▸ Your objective
If a line in the material below has the string "quiet", copy it out.

▸ Exercise inputs
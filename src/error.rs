// src/error.rs

use std::fmt;

use axum::{
    Json,
    http::StatusCode,
    response::{IntoResponse, Response},
};
use serde_json::json;
use thiserror::Error;

/// Boxed cause carried by the wrapping error variants.
pub type BoxError = Box<dyn std::error::Error + Send + Sync>;

/// The kind of record an error refers to.
#[derive(Debug, Clone, Copy, PartialEq, Eq)]
pub enum Entity {
    Account,
    Author,
    Test,
    TestResult,
}

impl fmt::Display for Entity {
    fn fmt(&self, f: &mut fmt::Formatter<'_>) -> fmt::Result {
        let name = match self {
            Entity::Account => "account",
            Entity::Author => "author",
            Entity::Test => "test",
            Entity::TestResult => "result",
        };
        f.write_str(name)
    }
}

/// Every failure a service operation can report.
#[derive(Debug, Error)]
pub enum ServiceError {
    /// Missing record by key. Admin login also reports a non-admin account this way.
    #[error("{entity} not found: {key}")]
    NotFound { entity: Entity, key: String },

    #[error("invalid credentials")]
    InvalidCredentials,

    #[error("failed to create {entity}")]
    CreateFailed {
        entity: Entity,
        #[source]
        source: BoxError,
    },

    #[error("failed to update {entity} {key}")]
    UpdateFailed {
        entity: Entity,
        key: String,
        #[source]
        source: BoxError,
    },

    #[error("failed to fetch dashboard statistics")]
    AggregationFailed(#[source] BoxError),

    #[error("failed to fetch {entity}")]
    FetchFailed {
        entity: Entity,
        #[source]
        source: BoxError,
    },
}

impl ServiceError {
    pub fn not_found(entity: Entity, key: impl ToString) -> Self {
        ServiceError::NotFound {
            entity,
            key: key.to_string(),
        }
    }

    pub fn fetch_failed(entity: Entity, source: impl Into<BoxError>) -> Self {
        ServiceError::FetchFailed {
            entity,
            source: source.into(),
        }
    }

    pub fn status_code(&self) -> StatusCode {
        match self {
            ServiceError::NotFound { .. } => StatusCode::NOT_FOUND,
            ServiceError::InvalidCredentials => StatusCode::UNAUTHORIZED,
            ServiceError::CreateFailed { .. }
            | ServiceError::UpdateFailed { .. }
            | ServiceError::AggregationFailed(_)
            | ServiceError::FetchFailed { .. } => StatusCode::INTERNAL_SERVER_ERROR,
        }
    }
}

/// Converts the error into a JSON response with appropriate HTTP status code.
/// Internal causes are logged and never sent to the client.
impl IntoResponse for ServiceError {
    fn into_response(self) -> Response {
        let status = self.status_code();
        let error_message = if status.is_server_error() {
            tracing::error!(error = ?self, "Internal Server Error: {}", self);
            "Internal Server Error".to_string()
        } else {
            self.to_string()
        };

        let body = Json(json!({
            "error": error_message,
        }));

        (status, body).into_response()
    }
}
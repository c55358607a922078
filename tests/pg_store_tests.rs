// tests/pg_store_tests.rs
//
// Runs PgStore against a live Postgres. Each test creates its own schema from
// tests/fixtures/schema.sql and drops it afterwards. Skipped when DATABASE_URL is unset.

use std::{
    sync::{
        Arc,
        atomic::{AtomicU32, Ordering},
    },
    time::{SystemTime, UNIX_EPOCH},
};

use quiz_service::{
    AppState,
    config::Config,
    error::{Entity, ServiceError},
    models::{
        account::{NewAccount, Role},
        test::{NewTest, TestChanges},
    },
    services::{CatalogService, ResultService, StatsService},
    store::{DataStore, StoreError, postgres::PgStore},
};
use sqlx::{PgPool, postgres::PgPoolOptions};

const SCHEMA_SQL: &str = include_str!("fixtures/schema.sql");

static SCHEMA_COUNTER: AtomicU32 = AtomicU32::new(0);

struct TestDb {
    database_url: String,
    schema: String,
    pool: PgPool,
}

impl TestDb {
    /// Helper that creates an isolated schema and a pool pinned to it.
    /// Returns `None` when no database is configured.
    async fn connect() -> Option<Self> {
        let database_url = std::env::var("DATABASE_URL").ok()?;

        let nanos = SystemTime::now()
            .duration_since(UNIX_EPOCH)
            .unwrap()
            .subsec_nanos();
        let schema = format!(
            "quiz_test_{}_{}_{}",
            std::process::id(),
            nanos,
            SCHEMA_COUNTER.fetch_add(1, Ordering::SeqCst)
        );

        let admin_pool = PgPoolOptions::new()
            .max_connections(1)
            .connect(&database_url)
            .await
            .expect("Failed to connect to Postgres for testing.");
        sqlx::query(&format!("CREATE SCHEMA {schema}"))
            .execute(&admin_pool)
            .await
            .expect("Failed to create test schema");
        admin_pool.close().await;

        let search_path = schema.clone();
        let pool = PgPoolOptions::new()
            .max_connections(1)
            .after_connect(move |conn, _meta| {
                let search_path = search_path.clone();
                Box::pin(async move {
                    sqlx::query(&format!("SET search_path TO {search_path}"))
                        .execute(&mut *conn)
                        .await?;
                    Ok(())
                })
            })
            .connect(&database_url)
            .await
            .expect("Failed to connect to test schema");

        sqlx::raw_sql(SCHEMA_SQL)
            .execute(&pool)
            .await
            .expect("Failed to load schema fixture");

        Some(Self {
            database_url,
            schema,
            pool,
        })
    }

    fn store(&self) -> Arc<PgStore> {
        Arc::new(PgStore::new(self.pool.clone()))
    }

    async fn drop_schema(self) {
        sqlx::query(&format!("DROP SCHEMA {} CASCADE", self.schema))
            .execute(&self.pool)
            .await
            .expect("Failed to drop test schema");
        self.pool.close().await;
    }

    async fn account(&self, name: &str, email: &str, role: Role) -> i64 {
        sqlx::query_scalar(
            "INSERT INTO users (name, email, password, role) VALUES ($1, $2, 'x', $3) RETURNING id",
        )
        .bind(name)
        .bind(email)
        .bind(role)
        .fetch_one(&self.pool)
        .await
        .unwrap()
    }

    async fn author(&self, user_id: i64, name: &str, photo: Option<&str>) -> i64 {
        sqlx::query_scalar(
            "INSERT INTO authors (user_id, name, author_photo) VALUES ($1, $2, $3) RETURNING id",
        )
        .bind(user_id)
        .bind(name)
        .bind(photo)
        .fetch_one(&self.pool)
        .await
        .unwrap()
    }

    async fn test(&self, author_id: i64, title: &str, category: &str, similarity: f64) -> i64 {
        sqlx::query_scalar(
            r#"
            INSERT INTO tests (author_id, type, category, title, test_description, similarity)
            VALUES ($1, 'multiple', $2, $3, '', $4)
            RETURNING id
            "#,
        )
        .bind(author_id)
        .bind(category)
        .bind(title)
        .bind(similarity)
        .fetch_one(&self.pool)
        .await
        .unwrap()
    }

    async fn question(&self, test_id: i64, question: &str) -> i64 {
        sqlx::query_scalar(
            "INSERT INTO multiple_choices (test_id, question) VALUES ($1, $2) RETURNING id",
        )
        .bind(test_id)
        .bind(question)
        .fetch_one(&self.pool)
        .await
        .unwrap()
    }

    async fn option(&self, question_id: i64, description: &str, is_correct: bool) -> i64 {
        sqlx::query_scalar(
            r#"
            INSERT INTO options (multiple_choice_id, option_description, is_correct)
            VALUES ($1, $2, $3)
            RETURNING id
            "#,
        )
        .bind(question_id)
        .bind(description)
        .bind(is_correct)
        .fetch_one(&self.pool)
        .await
        .unwrap()
    }

    async fn history(&self, test_id: i64) {
        sqlx::query("INSERT INTO histories (test_id) VALUES ($1)")
            .bind(test_id)
            .execute(&self.pool)
            .await
            .unwrap();
    }

    async fn result(&self, user_id: i64, test_id: i64, score: i64) -> i64 {
        sqlx::query_scalar(
            "INSERT INTO results (user_id, test_id, score) VALUES ($1, $2, $3) RETURNING id",
        )
        .bind(user_id)
        .bind(test_id)
        .bind(score)
        .fetch_one(&self.pool)
        .await
        .unwrap()
    }

    async fn detail(&self, result_id: i64, option_id: i64, status: &str) {
        sqlx::query("INSERT INTO detail_results (result_id, option_id, status) VALUES ($1, $2, $3)")
            .bind(result_id)
            .bind(option_id)
            .bind(status)
            .execute(&self.pool)
            .await
            .unwrap();
    }
}

macro_rules! test_db {
    () => {
        match TestDb::connect().await {
            Some(db) => db,
            None => {
                eprintln!("DATABASE_URL not set; skipping Postgres test");
                return;
            }
        }
    };
}

#[tokio::test]
async fn create_then_partial_publish() {
    // Arrange
    let db = test_db!();
    let user_id = db.account("Dewi", "dewi@example.com", Role::Author).await;
    let author_id = db.author(user_id, "Dewi", None).await;
    let service = CatalogService::new(db.store());

    // Act
    let created = service
        .create_test(&NewTest {
            author_id,
            test_type: "multiple".to_string(),
            category: "Umum".to_string(),
            title: "Draft".to_string(),
            test_description: "desc".to_string(),
        })
        .await
        .expect("Insert should decode with default similarity");
    let changes = TestChanges {
        title: Some("Final".to_string()),
        price: Some(25_000),
        ..Default::default()
    };
    let first = service.publish_test(created.id, &changes).await.unwrap();
    let second = service.publish_test(created.id, &changes).await.unwrap();

    // Assert
    assert!(!created.is_published);
    assert_eq!(created.similarity, 0.0);
    assert!(created.created_at.is_some());
    assert!(first.is_published);
    assert!(second.is_published);
    assert_eq!(second.title, "Final");
    assert_eq!(second.price, Some(25_000));
    assert_eq!(second.category, "Umum");
    assert_eq!(second.test_description, "desc");

    db.drop_schema().await;
}

#[tokio::test]
async fn publish_unknown_id_is_not_found() {
    let db = test_db!();
    let service = CatalogService::new(db.store());

    let err = service
        .publish_test(9_999, &TestChanges::default())
        .await
        .unwrap_err();

    assert!(matches!(
        err,
        ServiceError::NotFound {
            entity: Entity::Test,
            ..
        }
    ));

    db.drop_schema().await;
}

#[tokio::test]
async fn details_have_nine_fields() {
    // Arrange
    let db = test_db!();
    let user_id = db.account("Dewi", "dewi@example.com", Role::Author).await;
    let author_id = db.author(user_id, "Dewi", None).await;
    let test_id = db.test(author_id, "Detail", "Umum", 42.5).await;
    let service = CatalogService::new(db.store());

    // Act
    let details = service.test_details(test_id).await.unwrap();
    let missing = service.test_details(test_id + 1_000).await.unwrap_err();

    // Assert
    let json = serde_json::to_value(&details).unwrap();
    let object = json.as_object().unwrap();
    assert_eq!(object.len(), 9);
    assert_eq!(object["id"], test_id);
    assert_eq!(object["authorId"], author_id);
    assert_eq!(object["similarity"], 42.5);
    assert!(matches!(missing, ServiceError::NotFound { .. }));

    db.drop_schema().await;
}

#[tokio::test]
async fn author_listing_counts_history() {
    // Arrange
    let db = test_db!();
    let user_id = db.account("Dewi", "dewi@example.com", Role::Author).await;
    let author_id = db
        .author(user_id, "Dewi", Some("https://cdn.example.com/dewi.png"))
        .await;
    let busy = db.test(author_id, "T1", "Psikologi", 80.0).await;
    let quiet = db.test(author_id, "T2", "Umum", 12.5).await;
    db.history(busy).await;
    db.history(busy).await;
    let service = CatalogService::new(db.store());

    // Act
    let views = service.list_tests_by_author(user_id).await.unwrap();
    let missing = service.list_tests_by_author(user_id + 1_000).await.unwrap_err();

    // Assert
    assert_eq!(views.len(), 2);
    assert_eq!(views[0].id, busy);
    assert_eq!(views[0].history, 2);
    assert_eq!(views[0].prediksi_kemiripan, "Prediksi kemiripan 80%");
    assert_eq!(
        views[0].author_profile.as_deref(),
        Some("https://cdn.example.com/dewi.png")
    );
    assert_eq!(views[1].id, quiet);
    assert_eq!(views[1].history, 0);
    assert_eq!(views[1].prediksi_kemiripan, "Prediksi kemiripan 12.5%");
    assert!(matches!(
        missing,
        ServiceError::NotFound {
            entity: Entity::Author,
            ..
        }
    ));

    db.drop_schema().await;
}

#[tokio::test]
async fn questions_are_nested_with_their_options() {
    // Arrange
    let db = test_db!();
    let user_id = db.account("Dewi", "dewi@example.com", Role::Author).await;
    let author_id = db.author(user_id, "Dewi", None).await;
    let test_id = db.test(author_id, "Kuis", "Umum", 0.0).await;
    let q1 = db.question(test_id, "2 + 2 = ?").await;
    db.option(q1, "3", false).await;
    db.option(q1, "4", true).await;
    let q2 = db.question(test_id, "Ibu kota Indonesia?").await;
    db.option(q2, "Jakarta", true).await;
    let bare = db.test(author_id, "Kosong", "Umum", 0.0).await;
    let service = CatalogService::new(db.store());

    // Act
    let loaded = service.test_with_questions(test_id).await.unwrap().unwrap();
    let empty = service.test_with_questions(bare).await.unwrap().unwrap();
    let missing = service.test_with_questions(bare + 1_000).await.unwrap();

    // Assert
    assert_eq!(loaded.author.name, "Dewi");
    assert_eq!(loaded.multiplechoice.len(), 2);
    assert_eq!(loaded.multiplechoice[0].question.id, q1);
    assert_eq!(loaded.multiplechoice[0].option.len(), 2);
    assert!(loaded.multiplechoice[0].option[1].is_correct);
    assert_eq!(loaded.multiplechoice[1].option.len(), 1);
    assert!(empty.multiplechoice.is_empty());
    assert!(missing.is_none());

    db.drop_schema().await;
}

#[tokio::test]
async fn result_tally_skips_drafts() {
    // Arrange
    let db = test_db!();
    let author_user = db.account("Dewi", "dewi@example.com", Role::Author).await;
    let author_id = db.author(author_user, "Dewi", None).await;
    let test_id = db.test(author_id, "Tes Logika", "Umum", 0.0).await;
    let mut picks = Vec::new();
    for text in ["Soal 1", "Soal 2", "Soal 3"] {
        let q = db.question(test_id, text).await;
        let right = db.option(q, "benar", true).await;
        let wrong = db.option(q, "salah", false).await;
        picks.push((right, wrong));
    }
    let user_id = db.account("Budi", "budi@example.com", Role::User).await;
    let result_id = db.result(user_id, test_id, 70).await;
    db.detail(result_id, picks[0].0, "final").await;
    db.detail(result_id, picks[1].1, "final").await;
    db.detail(result_id, picks[2].0, "draft").await;
    let service = ResultService::new(db.store());

    // Act
    let summary = service.test_result(result_id).await.unwrap();
    let missing = service.test_result(result_id + 1_000).await.unwrap_err();

    // Assert
    assert_eq!(summary.score, 70);
    assert_eq!(summary.user_name, "Budi");
    assert_eq!(summary.test_id, test_id);
    assert_eq!(summary.test_title, "Tes Logika");
    assert_eq!(summary.correct_answers, 1);
    assert_eq!(summary.wrong_answers, 1);
    assert!(matches!(
        missing,
        ServiceError::NotFound {
            entity: Entity::TestResult,
            ..
        }
    ));

    db.drop_schema().await;
}

#[tokio::test]
async fn result_with_missing_user_is_fetch_failed() {
    // Arrange
    let db = test_db!();
    let author_user = db.account("Dewi", "dewi@example.com", Role::Author).await;
    let author_id = db.author(author_user, "Dewi", None).await;
    let test_id = db.test(author_id, "Tes", "Umum", 0.0).await;
    sqlx::query("ALTER TABLE results DROP CONSTRAINT results_user_id_fkey")
        .execute(&db.pool)
        .await
        .unwrap();
    let result_id = db.result(424_242, test_id, 10).await;
    let service = ResultService::new(db.store());

    // Act
    let err = service.test_result(result_id).await.unwrap_err();

    // Assert
    assert!(matches!(
        err,
        ServiceError::FetchFailed {
            entity: Entity::TestResult,
            ..
        }
    ));

    db.drop_schema().await;
}

#[tokio::test]
async fn stats_and_account_conflicts() {
    // Arrange
    let db = test_db!();
    db.account("Admin", "admin@example.com", Role::Admin).await;
    db.account("Budi", "budi@example.com", Role::User).await;
    db.account("Ani", "ani@example.com", Role::User).await;
    let author_user = db.account("Dewi", "dewi@example.com", Role::Author).await;
    let author_id = db.author(author_user, "Dewi", None).await;
    let published = db.test(author_id, "A", "Umum", 0.0).await;
    db.test(author_id, "B", "Umum", 0.0).await;
    let store = db.store();
    store
        .publish_test(published, &TestChanges::default())
        .await
        .unwrap();

    // Act
    let stats = StatsService::new(store.clone()).dashboard_stats().await.unwrap();
    let duplicate = store
        .insert_account(&NewAccount {
            name: "Again".to_string(),
            email: "budi@example.com".to_string(),
            password: "y".to_string(),
            role: Role::User,
        })
        .await
        .unwrap_err();

    // Assert
    assert_eq!(stats.total_users, 2);
    assert_eq!(stats.total_authors, 1);
    assert_eq!(stats.total_published_tests, 1);
    assert!(matches!(duplicate, StoreError::Conflict(_)));

    db.drop_schema().await;
}

#[tokio::test]
async fn app_state_boots_from_config() {
    let db = test_db!();
    let database_url = db.database_url.clone();
    let config = Config::from_lookup(|key| match key {
        "DATABASE_URL" => Some(database_url.clone()),
        "JWT_SECRET" => Some("boot_secret".to_string()),
        _ => None,
    })
    .unwrap();

    let state = AppState::from_config(&config).await;

    assert!(state.is_ok());

    db.drop_schema().await;
}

▸ Finished task
    let quiet = db.test(author_id, "T2", "Umum", 12.5).await;
    assert_eq!(views[1].id, quiet);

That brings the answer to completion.